Opinion
May 31, 1991
Appeal from the Supreme Court, Suffolk County (Kitson, J.).
Ordered that the judgment is reversed, on the law, with costs, and the proceeding is dismissed on the merits.
We disagree with the court's conclusion that there was no showing that the zoning regulations will cause practical difficulties (see, Matter of Faham v Bockman, 151 A.D.2d 665).
We find no merit to the petitioner's argument that the Zoning Board improperly failed to follow its prior determination in an unrelated matter, in which, she contends, similar variances were requested and denied. Although a zoning board is bound to follow its own precedents (see, Knight v Amelkin, 150 A.D.2d 528), we find that the unrelated matter is sufficiently distinguishable from the present case, in that the lot width and side yard variances sought in the unrelated matter were much more significant than those sought here. Moreover, in the instant case, unlike in the unrelated matter, the Zoning Board concluded, based upon expert testimony, that the proposed subdivision and development would conform with the character of the neighborhood and have no adverse effects on the surrounding property values.

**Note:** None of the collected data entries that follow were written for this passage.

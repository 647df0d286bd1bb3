//! The `binance` scope: construction, shared market context, and helpers
//! used by the command modules.

use std::collections::HashMap;
use std::rc::Rc;

use mercator_terminal::{CommandScope, Environment, Scope, ScopeFactory, ScopeMeta, SuggestionSource};
use mercator_types::config::BinanceConfig;
use mercator_types::error::{MercatorError, Result};

use crate::binance::{BinanceClient, Credentials, ProxySettings};
use crate::client::{ExchangeClient, parse_amount};
use crate::symbols::SymbolTable;
use crate::{account_commands, calc_commands, market_commands};

pub const PREFIX: &str = "binance";
pub const DESCRIPTION: &str = "Access Binance exchange information";

/// State shared by every command of one `binance` scope.
pub struct MarketContext {
    pub client: Rc<dyn ExchangeClient>,
    pub symbols: SymbolTable,
    pub depth_limit: u16,
    pub trade_limit: u16,
}

impl MarketContext {
    /// Latest prices keyed by symbol.
    pub fn prices(&self) -> Result<HashMap<String, String>> {
        self.client.prices()
    }
}

/// Look up and parse the price of `symbol`.
pub(crate) fn price_in(prices: &HashMap<String, String>, symbol: &str) -> Result<f64> {
    let text = prices
        .get(symbol)
        .ok_or_else(|| MercatorError::failed(format!("unknown symbol: {symbol}")))?;
    parse_amount(text)
        .map_err(|_| MercatorError::failed(format!("could not convert price: {symbol} {text}")))
}

/// Exchange timestamps (ms) in local time, second resolution.
pub(crate) fn local_time(millis: i64) -> String {
    match chrono::DateTime::from_timestamp_millis(millis) {
        Some(t) => t
            .with_timezone(&chrono::Local)
            .format("%Y-%m-%dT%H:%M:%S")
            .to_string(),
        None => millis.to_string(),
    }
}

// ---------------------------------------------------------------------------
// Suggestion sources
// ---------------------------------------------------------------------------

pub(crate) fn symbol_names(ctx: &Rc<MarketContext>) -> impl SuggestionSource + 'static {
    let ctx = Rc::clone(ctx);
    move |_: &Environment, _: &[String]| ctx.symbols.names().to_vec()
}

/// Base assets, or quote assets once `--quote` has been typed.
pub(crate) fn asset_names(ctx: &Rc<MarketContext>) -> impl SuggestionSource + 'static {
    let ctx = Rc::clone(ctx);
    move |_: &Environment, args: &[String]| {
        if args.iter().any(|a| a == "--quote") {
            ctx.symbols.quote_assets()
        } else {
            ctx.symbols.base_assets()
        }
    }
}

/// Symbols, once `flag` has been typed.
pub(crate) fn symbols_after(ctx: &Rc<MarketContext>, flag: &'static str) -> impl SuggestionSource + 'static {
    let ctx = Rc::clone(ctx);
    move |_: &Environment, args: &[String]| {
        if args.iter().any(|a| a == flag) {
            ctx.symbols.names().to_vec()
        } else {
            Vec::new()
        }
    }
}

/// Base assets, once `flag` has been typed.
pub(crate) fn assets_after(ctx: &Rc<MarketContext>, flag: &'static str) -> impl SuggestionSource + 'static {
    let ctx = Rc::clone(ctx);
    move |_: &Environment, args: &[String]| {
        if args.iter().any(|a| a == flag) {
            ctx.symbols.base_assets()
        } else {
            Vec::new()
        }
    }
}

// ---------------------------------------------------------------------------
// Construction
// ---------------------------------------------------------------------------

/// Build the scope over an already constructed client.
///
/// Loads the symbol list once; a failure aborts construction.
pub fn build_scope(client: Rc<dyn ExchangeClient>, config: &BinanceConfig) -> Result<CommandScope> {
    let info = client.exchange_info().map_err(|e| {
        log::warn!("Exchange info request failed: {e}");
        MercatorError::failed("failed to list symbols")
    })?;
    let symbols = SymbolTable::new(info.symbols);
    if symbols.is_empty() {
        log::warn!("Exchange listed no symbols");
    } else {
        log::info!("Loaded {} symbols", symbols.len());
    }

    let ctx = Rc::new(MarketContext {
        client,
        symbols,
        depth_limit: config.depth_limit,
        trade_limit: config.trade_limit,
    });

    let mut commands = market_commands::commands(&ctx);
    commands.extend(account_commands::commands(&ctx));
    commands.extend(calc_commands::commands(&ctx));
    CommandScope::new(PREFIX, DESCRIPTION, commands)
}

/// Builds the `binance` scope from environment credentials.
pub struct BinanceScopeFactory {
    config: BinanceConfig,
}

impl BinanceScopeFactory {
    pub fn new(config: BinanceConfig) -> Self {
        Self { config }
    }
}

impl ScopeFactory for BinanceScopeFactory {
    fn meta(&self) -> ScopeMeta {
        ScopeMeta {
            prefix: PREFIX.to_string(),
            description: DESCRIPTION.to_string(),
        }
    }

    fn build(&self) -> Result<Box<dyn Scope>> {
        let credentials = Credentials::from_env()?;
        let proxy = ProxySettings::from_env(&self.config)?;
        let client = BinanceClient::new(&self.config, credentials, proxy)?;
        Ok(build_scope(Rc::new(client), &self.config)?.boxed())
    }
}

#[cfg(test)]
mod tests {
    use super::*;
    use crate::mock::MockExchange;
    use crate::test_utils::{console, run};

    #[test]
    fn failed_symbol_listing_aborts_construction() {
        let client: Rc<dyn ExchangeClient> = Rc::new(MockExchange::failing("timeout"));
        let err = build_scope(client, &BinanceConfig::default()).unwrap_err();
        assert_eq!(format!("{err}"), "failed to list symbols");
    }

    #[test]
    fn symbol_list_loaded_once() {
        let mock = Rc::new(MockExchange::sample());
        let client: Rc<dyn ExchangeClient> = Rc::clone(&mock) as Rc<dyn ExchangeClient>;
        let mut env = console(client);
        run(&mut env, "symbol-detail --symbol ETHBTC").unwrap();
        run(&mut env, "symbol-detail --symbol LTCBTC").unwrap();
        assert_eq!(
            mock.calls().iter().filter(|c| *c == "exchange_info").count(),
            1
        );
    }

    #[test]
    fn scope_carries_every_command() {
        let client: Rc<dyn ExchangeClient> = Rc::new(MockExchange::sample());
        let scope = build_scope(client, &BinanceConfig::default()).unwrap();
        let root = scope.root_command();
        for name in [
            "rate-limits",
            "server-time",
            "symbol-price",
            "asset-price",
            "compare",
            "depth",
            "account-info",
            "account-balance",
            "account-trades",
            "historical-market-trades",
            "recent-market-trades",
            "asset-detail",
            "symbol-detail",
            "shares",
            "risk",
            "current-value",
            "future-value",
            "help",
            "exit",
            "quit",
        ] {
            assert!(root.find_child(name).is_some(), "missing {name}");
        }
    }

    #[test]
    fn price_lookup_errors() {
        let mut prices = HashMap::new();
        prices.insert("ETHBTC".to_string(), "abc".to_string());
        assert_eq!(
            format!("{}", price_in(&prices, "XYZ").unwrap_err()),
            "unknown symbol: XYZ"
        );
        assert_eq!(
            format!("{}", price_in(&prices, "ETHBTC").unwrap_err()),
            "could not convert price: ETHBTC abc"
        );
    }

    #[test]
    fn factory_meta() {
        let factory = BinanceScopeFactory::new(BinanceConfig::default());
        assert_eq!(factory.meta().prefix, "binance");
    }

    #[test]
    fn completion_offers_symbols_after_flag() {
        let env = console(Rc::new(MockExchange::sample()));
        let got: Vec<String> = env
            .complete("account-trades --symbol ", "")
            .into_iter()
            .map(|s| s.text)
            .collect();
        assert!(got.contains(&"ETHBTC".to_string()));
        let got = env.complete("depth ", "");
        assert!(got.iter().any(|s| s.text == "LTCBTC"));
        assert!(got.iter().any(|s| s.text == "--limit"));
    }
}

Therefore, since the decision of the Zoning Board to grant the variances was rationally supported by the record, and the determination was neither arbitrary nor capricious, the court erred when it set aside the Zoning Board's determination (see, CPLR 7803; Matter of Cowan v Kern, 41 N.Y.2d 591; Matter of Faham v Bockman, supra). Brown, J.P., Kunzeman, Harwood and Rosenblatt, JJ., concur.